Raw warehouse columns aren’t metrics. A column called orders.total_price_cents is data. “Revenue” is a metric defined as SUM(orders.total_price_cents) / 100 filtered to non-refunded orders.

Metric definition principles

The hard part isn’t computing metrics, it’s deciding what each one means. Three principles:

  1. One canonical definition per metric. Not three flavours, one. If the business genuinely needs three flavours of ROAS, give them three different names.
  2. Definitions live in code, not in heads. A spreadsheet of metric formulas drifts. A semantic-layer model in git is enforceable.
  3. Definitions change deliberately, with versioning. When you re-define “Revenue” to exclude refunds, every report’s “Revenue” series shifts on the change date. Document the cutover.

Metric vs KPI

Often used interchangeably. Subtly different:

  • Metric, any computed business number
  • KPI (Key Performance Indicator), a metric the business has elevated to “this is what we’re optimising against”

You have hundreds of metrics. You have maybe 5-10 KPIs. KPIs get board attention. Metrics get analyst attention.

Metric categories in marketing analytics

A useful taxonomy:

  • Spend metrics, ad spend, by channel, by period
  • Acquisition metrics, new customers, CAC, conversion rate, cost per lead
  • Revenue metrics, revenue, AOV, ROAS, blended ROAS
  • Retention metrics, LTV, repeat rate, churn, cohort revenue
  • Efficiency metrics, payback period, contribution margin, ratio metrics

Strong reporting typically combines metrics from each category, pure spend metrics without efficiency context, or pure revenue metrics without spend context, miss the picture.

Metric pruning

A symptom of a struggling analytics function: 400+ metrics defined, most never queried. Each adds maintenance burden and definitional ambiguity.

Healthy practice: audit metric usage quarterly. If a metric hasn’t been queried in 90 days, archive it. If two metrics are near-duplicates, merge them.

Common mistakes

  • Letting every team define their own metrics. Fragments definitions. Same name means different things in different rooms.
  • Defining metrics in the BI tool, not the semantic layer. Couples the metric to the BI tool. Move to a tool-agnostic semantic layer.
  • Confusing “more metrics” with “more insight.” They aren’t. Insight comes from understanding the few metrics that matter deeply.

FAQ about Metric

What is a metric?

A metric is a quantitative measurement of business performance, revenue, orders, ROAS, CAC. It has an explicit formula, means something to a stakeholder, and can be compared over time or across slices.

What is the difference between a metric and a KPI?
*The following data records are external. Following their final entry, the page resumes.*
use serde::{Deserialize, Serialize};
use std::path::Path;

/// Parameters handed to the external `signal-server` RF-coverage tool.
///
/// Required fields mirror the tool's mandatory CLI flags; everything else is
/// optional and only appended to the command line when set.
#[derive(Debug, Clone, Serialize, Deserialize)]
pub struct SignalServerConfig {
    pub sdf_directory: String,
    pub output_file: String,
    pub latitude: f64,
    pub longitude: f64,
    pub tx_height_m: f64,
    pub frequency_mhz: f64,
    pub erp_watts: f64,
    pub propagation_model: PropagationModel,
    pub radius_km: f64,
    pub resolution: u32,

    pub rx_height_m: Option<f64>,
    pub antenna_pattern_file: Option<String>,
    pub antenna_gain_dbi: Option<f64>,
    pub polarization: Option<Polarization>,
    pub clutter_file: Option<String>,
    pub terrain_multiplier: Option<f64>,
    pub terrain_db_adjust: Option<f64>,
    pub signal_threshold_dbm: Option<f64>,
    pub color_file: Option<String>,
    pub ked_refractivity: Option<f64>,
    pub earth_dielectric: Option<f64>,
    pub earth_conductivity: Option<f64>,
    pub climate_zone: Option<u8>,
    pub knife_edge_diffraction: Option<bool>,
    pub high_resolution: Option<bool>,
    pub generate_kml: Option<bool>,
    pub generate_geotiff: Option<bool>,
    pub verbose: Option<bool>,
}

#[derive(Debug, Clone, Copy, PartialEq, Eq, Serialize, Deserialize)]
#[serde(rename_all = "kebab-case")]
pub enum PropagationModel {
    Itwom,
    LongleyRice,
    Hata,
    Ecc33,
    Sui,
    Cost231,
    FreeSpace,
    Ericsson,
    Plog,
    Soil,
}

impl PropagationModel {
    fn flag(self) -> &'static str {
        match self {
            Self::Itwom => "1",
            Self::LongleyRice => "2",
            Self::Hata => "3",
            Self::Ecc33 => "4",
            Self::Sui => "5",
            Self::Cost231 => "6",
            Self::FreeSpace => "7",
            Self::Ericsson => "8",
            Self::Plog => "9",
            Self::Soil => "10",
        }
    }
}

#[derive(Debug, Clone, Copy, PartialEq, Eq, Serialize, Deserialize)]
pub enum Polarization {
    Vertical,
    Horizontal,
}

impl SignalServerConfig {
    /// Build the shell command that invokes `signal-server`, writing output
    /// alongside `output_file` under `executable_path`. Returns `None` if a
    /// required field fails basic validation (mirrors the original's
    /// boolean-returning `toCommand`).
    pub fn to_command(&self, executable_path: &Path) -> Option<String> {
        if self.sdf_directory.is_empty() || self.output_file.is_empty() {
            return None;
        }
        if self.radius_km <= 0.0 || self.resolution == 0 {
            return None;
        }

        let binary = executable_path.join("signalserver");
        let mut cmd = format!(
            "{} -sdf {} -lat {} -lon {} -txh {} -f {} -erp {} -pm {} -R {} -res {} -o {}",
            binary.display(),
            self.sdf_directory,
            self.latitude,
            self.longitude,
            self.tx_height_m,
            self.frequency_mhz,
            self.erp_watts,
            self.propagation_model.flag(),
            self.radius_km,
            self.resolution,
            self.output_file,
        );

        if let Some(h) = self.rx_height_m {
            cmd.push_str(&format!(" -rxh {h}"));
        }
        if let Some(g) = self.antenna_gain_dbi {
            cmd.push_str(&format!(" -gain {g}"));
        }
        if let Some(t) = self.signal_threshold_dbm {
            cmd.push_str(&format!(" -dbm {t}"));
        }
        if let Some(true) = self.knife_edge_diffraction {
            cmd.push_str(" -kst");
        }
        if let Some(true) = self.high_resolution {
            cmd.push_str(" -hd");
        }
        if let Some(true) = self.generate_kml {
            cmd.push_str(" -kml");
        }
        if let Some(true) = self.verbose {
            cmd.push_str(" -v");
        }

        Some(cmd)
    }
}

#[cfg(test)]
mod tests {
    use super::*;

    fn minimal() -> SignalServerConfig {
        SignalServerConfig {
            sdf_directory: "/data/sdf".into(),
            output_file: "coverage".into(),
            latitude: 45.0,
            longitude: 9.0,
            tx_height_m: 10.0,
            frequency_mhz: 915.0,
            erp_watts: 1.0,
            propagation_model: PropagationModel::Itwom,
            radius_km: 5.0,
            resolution: 1200,
            rx_height_m: None,
            antenna_pattern_file: None,
            antenna_gain_dbi: None,
            polarization: None,
            clutter_file: None,
            terrain_multiplier: None,
            terrain_db_adjust: None,
            signal_threshold_dbm: None,
            color_file: None,
            ked_refractivity: None,
            earth_dielectric: None,
            earth_conductivity: None,
            climate_zone: None,
            knife_edge_diffraction: None,
            high_resolution: None,
            generate_kml: None,
            generate_geotiff: None,
            verbose: None,
        }
    }

    #[test]
    fn builds_required_flags_only() {
        let cfg = minimal();
        let cmd = cfg.to_command(Path::new("/opt/signal")).unwrap();
        assert!(cmd.starts_with("/opt/signal/signalserver"));
        assert!(cmd.contains("-lat 45"));
        assert!(cmd.contains("-pm 1"));
        assert!(!cmd.contains("-kst"));
    }

    #[test]
    fn rejects_empty_sdf_directory() {
        let mut cfg = minimal();
        cfg.sdf_directory.clear();
        assert!(cfg.to_command(Path::new("/opt/signal")).is_none());
    }
}
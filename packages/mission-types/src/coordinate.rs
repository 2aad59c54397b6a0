use serde::{Deserialize, Serialize};

/// A geographic point in decimal degrees. Immutable value type.
#[derive(Debug, Clone, Copy, PartialEq, Serialize, Deserialize)]
pub struct Coordinate {
    pub lat: f64,
    pub lon: f64,
}

impl Coordinate {
    pub fn new(lat: f64, lon: f64) -> Self {
        Self { lat, lon }
    }

    /// Great-circle distance to `other`, in meters.
    pub fn haversine_m(&self, other: &Coordinate) -> f64 {
        const EARTH_RADIUS_M: f64 = 6_371_000.0;

        let lat1 = self.lat.to_radians();
        let lat2 = other.lat.to_radians();
        let dlat = (other.lat - self.lat).to_radians();
        let dlon = (other.lon - self.lon).to_radians();

        let a = (dlat / 2.0).sin().powi(2) + lat1.cos() * lat2.cos() * (dlon / 2.0).sin().powi(2);
        let c = 2.0 * a.sqrt().asin();
        EARTH_RADIUS_M * c
    }

    /// `true` if both coordinates are within 1e-4 degrees on each axis —
    /// the degenerate-mission threshold used by the drone engine.
    pub fn nearly_equal(&self, other: &Coordinate) -> bool {
        (self.lat - other.lat).abs() < 1e-4 && (self.lon - other.lon).abs() < 1e-4
    }
}

#[cfg(test)]
mod tests {
    use super::*;

    #[test]
    fn haversine_zero_distance() {
        let a = Coordinate::new(45.0, 9.0);
        assert!(a.haversine_m(&a) < 1e-6);
    }

    #[test]
    fn haversine_known_distance() {
        // Roughly 111 km per degree of latitude at the equator.
        let a = Coordinate::new(0.0, 0.0);
        let b = Coordinate::new(1.0, 0.0);
        let d = a.haversine_m(&b);
        assert!((d - 111_195.0).abs() < 500.0);
    }

    #[test]
    fn nearly_equal_respects_threshold() {
        let a = Coordinate::new(45.0, 9.0);
        let b = Coordinate::new(45.00005, 9.00005);
        let c = Coordinate::new(45.01, 9.0);
        assert!(a.nearly_equal(&b));
        assert!(!a.nearly_equal(&c));
    }
}
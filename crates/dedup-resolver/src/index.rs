use std::collections::HashMap;

use dedup_tree::{Arena, Forest, NodeId};

/// A digest-keyed bucket map over the currently-live forest, rebuilt fresh
/// for every Resolver pass rather than patched incrementally. Directory
/// digests never need recomputation here: they were folded once, bottom-up,
/// during scanning and do not depend on any node's to-delete flag, so the
/// Index only has to re-walk which nodes are still live.
#[derive(Debug, Default)]
pub struct Index {
    buckets: HashMap<String, Vec<NodeId>>,
    min_depth: i64,
    max_depth: i64,
}

impl Index {
    /// Walks every root, descending into live directories only (a
    /// to-delete directory's descendants are, by the cascade invariant,
    /// all to-delete too, so skipping the subtree entirely is safe and
    /// avoids a redundant walk).
    pub fn build(forest: &Forest) -> Index {
        let mut index = Index {
            buckets: HashMap::new(),
            min_depth: 1,
            max_depth: 0,
        };
        for root_id in forest.root_ids() {
            index.walk(&forest.arena, root_id);
        }
        index
    }

    fn walk(&mut self, arena: &Arena, id: NodeId) {
        let node = arena.get(id);
        if node.to_delete {
            return;
        }
        match node.as_dir() {
            None => self.add(arena, id),
            Some(dir) => {
                let children: Vec<NodeId> = dir.files.values().chain(dir.subdirs.values()).copied().collect();
                for child in children {
                    self.walk(arena, child);
                }
                self.add(arena, id);
            }
        }
    }

    fn add(&mut self, arena: &Arena, id: NodeId) {
        let node = arena.get(id);
        if let Some(digest) = node.digest() {
            self.buckets.entry(digest.to_string()).or_default().push(id);
        }
        if node.depth < self.min_depth {
            self.min_depth = node.depth;
        }
        if node.depth > self.max_depth {
            self.max_depth = node.depth;
        }
    }

    pub fn min_depth(&self) -> i64 {
        self.min_depth
    }

    pub fn max_depth(&self) -> i64 {
        self.max_depth
    }

    /// Buckets with at least two members, dropping singletons before the
    /// expensive candidate-ordering work in the Resolver.
    pub fn duplicate_buckets(&self) -> impl Iterator<Item = &Vec<NodeId>> {
        self.buckets.values().filter(|v| v.len() > 1)
    }
}
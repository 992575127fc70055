use std::collections::HashMap;
use std::fs::{self, File};
use std::io::{BufReader, BufWriter, Write};
use std::path::{Path, PathBuf};
use std::time::{SystemTime, UNIX_EPOCH};

use dedup_core::{DedupError, DedupResult};
use serde::{Deserialize, Serialize};

/// One cached digest: the hash itself, plus the modification time the file
/// carried when the hash was computed.
#[derive(Debug, Clone, Serialize, Deserialize)]
pub struct CacheEntry {
    pub digest: String,
    pub modified_unix: i64,
}

/// An on-disk, path-keyed digest cache.
///
/// Required operations per the hash-cache collaborator contract: open the
/// store (creating it if absent), `contains`/`get` an entry by absolute
/// path, `insert` (insert-or-replace), and `save` (flush to disk). The
/// cache also tracks its own on-disk modification time so freshness can be
/// judged without touching every entry's individual timestamp.
#[derive(Debug, Default)]
pub struct DigestCache {
    entries: HashMap<PathBuf, CacheEntry>,
    path: PathBuf,
    cache_modified: Option<SystemTime>,
}

impl DigestCache {
    /// Opens an existing cache file, or starts an empty one if it doesn't
    /// exist yet. Fatal if the path exists but cannot be read/deserialized,
    /// or if its parent directory cannot be created.
    pub fn open(path: &Path) -> DedupResult<Self> {
        if let Some(parent) = path.parent() {
            if !parent.as_os_str().is_empty() {
                fs::create_dir_all(parent)?;
            }
        }

        if !path.exists() {
            return Ok(DigestCache {
                entries: HashMap::new(),
                path: path.to_path_buf(),
                cache_modified: None,
            });
        }

        let file = File::open(path)?;
        let cache_modified = file.metadata().ok().and_then(|m| m.modified().ok());
        let reader = BufReader::new(file);
        let entries: HashMap<PathBuf, CacheEntry> = bincode::deserialize_from(reader)?;

        Ok(DigestCache {
            entries,
            path: path.to_path_buf(),
            cache_modified,
        })
    }

    /// Deletes the on-disk cache file, ignoring a missing file. Used by
    /// `--nuke-database`.
    pub fn nuke(path: &Path) -> DedupResult<()> {
        match fs::remove_file(path) {
            Ok(()) => Ok(()),
            Err(e) if e.kind() == std::io::ErrorKind::NotFound => Ok(()),
            Err(e) => Err(DedupError::Io(e)),
        }
    }

    pub fn contains(&self, path: &Path) -> bool {
        self.entries.contains_key(path)
    }

    pub fn get(&self, path: &Path) -> Option<&str> {
        self.entries.get(path).map(|e| e.digest.as_str())
    }

    /// True when this cache's own on-disk modification time is at least as
    /// new as `file_modified`, the freshness rule that lets us trust a
    /// cached digest without rereading the file.
    pub fn is_fresh(&self, file_modified: SystemTime) -> bool {
        match self.cache_modified {
            Some(cache_modified) => cache_modified >= file_modified,
            None => false,
        }
    }

    pub fn insert(&mut self, path: PathBuf, digest: String, modified: SystemTime) {
        let modified_unix = modified
            .duration_since(UNIX_EPOCH)
            .map(|d| d.as_secs() as i64)
            .unwrap_or(0);
        self.entries.insert(path, CacheEntry { digest, modified_unix });
    }

    /// Drops cache entries whose source path no longer exists on disk.
    /// Returns the number of entries removed. Used by `--clean-database`.
    pub fn remove_missing(&mut self) -> usize {
        let missing: Vec<PathBuf> = self
            .entries
            .keys()
            .filter(|path| !path.exists())
            .cloned()
            .collect();
        let removed = missing.len();
        for path in missing {
            self.entries.remove(&path);
        }
        removed
    }

    /// Flushes the cache to disk, replacing its contents atomically via a
    /// temp-file rename, and closes it.
    pub fn save(&mut self) -> DedupResult<()> {
        let temp_path = self.path.with_extension("tmp");
        {
            let file = File::create(&temp_path)?;
            let mut writer = BufWriter::new(file);
            bincode::serialize_into(&mut writer, &self.entries)?;
            writer.flush()?;
        }
        fs::rename(&temp_path, &self.path)?;
        self.cache_modified = fs::metadata(&self.path).ok().and_then(|m| m.modified().ok());
        Ok(())
    }

    pub fn len(&self) -> usize {
        self.entries.len()
    }

    pub fn is_empty(&self) -> bool {
        self.entries.is_empty()
    }
}

/// Default cache location, following the XDG base-directory convention on
/// Unix-like systems.
pub fn default_cache_path() -> DedupResult<PathBuf> {
    if let Ok(cache_home) = std::env::var("XDG_CACHE_HOME") {
        let path = PathBuf::from(cache_home);
        if path.is_absolute() {
            return Ok(path.join("dedup").join("digests.dat"));
        }
    }

    if let Ok(home) = std::env::var("HOME") {
        let home_path = PathBuf::from(home);
        if home_path.is_absolute() {
            return Ok(home_path.join(".cache").join("dedup").join("digests.dat"));
        }
    }

    Err(DedupError::Cache(
        "could not determine cache directory; set XDG_CACHE_HOME or HOME to an absolute path".to_string(),
    ))
}

#[cfg(test)]
mod tests {
    use super::*;

    #[test]
    fn open_missing_cache_is_empty() -> DedupResult<()> {
        let temp_dir = std::env::temp_dir().join("dedup_test_cache_missing");
        let _ = fs::remove_dir_all(&temp_dir);
        fs::create_dir_all(&temp_dir)?;
        let cache_path = temp_dir.join("digests.dat");

        let cache = DigestCache::open(&cache_path)?;
        assert!(cache.is_empty());

        let _ = fs::remove_dir_all(&temp_dir);
        Ok(())
    }

    #[test]
    fn insert_get_and_roundtrip_through_save() -> DedupResult<()> {
        let temp_dir = std::env::temp_dir().join("dedup_test_cache_roundtrip");
        let _ = fs::remove_dir_all(&temp_dir);
        fs::create_dir_all(&temp_dir)?;
        let cache_path = temp_dir.join("digests.dat");
        let tracked = temp_dir.join("file.txt");
        fs::write(&tracked, b"hello")?;

        let mut cache = DigestCache::open(&cache_path)?;
        cache.insert(tracked.clone(), "abc123".to_string(), SystemTime::now());
        assert_eq!(cache.get(&tracked), Some("abc123"));
        cache.save()?;

        let reloaded = DigestCache::open(&cache_path)?;
        assert_eq!(reloaded.get(&tracked), Some("abc123"));

        let _ = fs::remove_dir_all(&temp_dir);
        Ok(())
    }

    #[test]
    fn remove_missing_drops_entries_for_deleted_files() -> DedupResult<()> {
        let temp_dir = std::env::temp_dir().join("dedup_test_cache_clean");
        let _ = fs::remove_dir_all(&temp_dir);
        fs::create_dir_all(&temp_dir)?;
        let cache_path = temp_dir.join("digests.dat");
        let present = temp_dir.join("present.txt");
        let gone = temp_dir.join("gone.txt");
        fs::write(&present, b"x")?;

        let mut cache = DigestCache::open(&cache_path)?;
        cache.insert(present.clone(), "p".to_string(), SystemTime::now());
        cache.insert(gone.clone(), "g".to_string(), SystemTime::now());

        let removed = cache.remove_missing();
        assert_eq!(removed, 1);
        assert!(cache.contains(&present));
        assert!(!cache.contains(&gone));

        let _ = fs::remove_dir_all(&temp_dir);
        Ok(())
    }

    #[test]
    fn freshness_compares_cache_mtime_to_file_mtime() {
        let mut cache = DigestCache {
            entries: HashMap::new(),
            path: PathBuf::new(),
            cache_modified: Some(SystemTime::now()),
        };
        let earlier = SystemTime::now() - std::time::Duration::from_secs(60);
        assert!(cache.is_fresh(earlier));

        cache.cache_modified = None;
        assert!(!cache.is_fresh(earlier));
    }
}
Every KPI is a metric, but only a few metrics are KPIs. A KPI is a metric the business has elevated to “this is what we are optimising against.” Most organisations have 3-10 KPIs and hundreds of metrics.

Where should metrics be defined?

In a semantic layer, in code, version-controlled in git. Defining metrics in BI tools or in individual dashboards leads to drift, the same “Revenue” ends up calculated differently in different reports.